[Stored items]
☆ ☆ ☆ ☆ ☆ ☆ ☆

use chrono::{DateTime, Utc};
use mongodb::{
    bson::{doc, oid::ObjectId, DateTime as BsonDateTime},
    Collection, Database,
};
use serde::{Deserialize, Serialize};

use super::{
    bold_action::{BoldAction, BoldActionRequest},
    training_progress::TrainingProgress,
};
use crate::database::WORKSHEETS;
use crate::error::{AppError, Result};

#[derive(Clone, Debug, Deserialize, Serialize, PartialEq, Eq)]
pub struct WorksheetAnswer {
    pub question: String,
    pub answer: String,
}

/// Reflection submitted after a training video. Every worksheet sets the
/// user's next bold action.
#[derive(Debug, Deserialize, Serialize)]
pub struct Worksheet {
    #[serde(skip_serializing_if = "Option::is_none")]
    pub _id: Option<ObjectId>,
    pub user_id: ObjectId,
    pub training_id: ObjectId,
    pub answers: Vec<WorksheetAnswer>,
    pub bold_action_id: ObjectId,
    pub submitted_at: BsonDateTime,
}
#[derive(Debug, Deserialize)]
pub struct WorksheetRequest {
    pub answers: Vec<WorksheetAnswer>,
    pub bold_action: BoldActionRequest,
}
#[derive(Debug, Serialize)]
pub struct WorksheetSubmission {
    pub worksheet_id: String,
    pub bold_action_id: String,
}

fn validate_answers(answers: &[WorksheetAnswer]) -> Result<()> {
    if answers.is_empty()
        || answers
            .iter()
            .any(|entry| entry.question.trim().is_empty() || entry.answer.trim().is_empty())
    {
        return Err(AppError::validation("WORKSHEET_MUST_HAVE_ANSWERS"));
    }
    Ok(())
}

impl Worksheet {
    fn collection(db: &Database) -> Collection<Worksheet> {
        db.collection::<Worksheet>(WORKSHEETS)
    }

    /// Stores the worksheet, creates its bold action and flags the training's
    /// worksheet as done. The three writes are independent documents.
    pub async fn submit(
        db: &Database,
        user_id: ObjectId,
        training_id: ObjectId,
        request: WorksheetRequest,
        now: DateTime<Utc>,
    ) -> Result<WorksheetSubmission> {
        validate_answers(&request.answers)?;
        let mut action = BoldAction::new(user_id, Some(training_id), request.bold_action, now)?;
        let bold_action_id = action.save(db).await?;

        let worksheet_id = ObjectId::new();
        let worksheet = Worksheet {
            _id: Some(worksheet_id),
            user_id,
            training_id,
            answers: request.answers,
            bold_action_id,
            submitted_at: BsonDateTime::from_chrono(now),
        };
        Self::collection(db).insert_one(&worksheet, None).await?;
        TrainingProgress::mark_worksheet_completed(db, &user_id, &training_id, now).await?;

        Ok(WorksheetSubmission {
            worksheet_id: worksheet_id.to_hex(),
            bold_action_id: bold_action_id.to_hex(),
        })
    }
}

☆ ☆ ☆ ☆ ☆ ☆ ☆

Check every line above for the word "TrainingProgress" and copy those that have it.

    training_progress::TrainingProgress,
        TrainingProgress::mark_worksheet_completed(db, &user_id, &training_id, now).await?;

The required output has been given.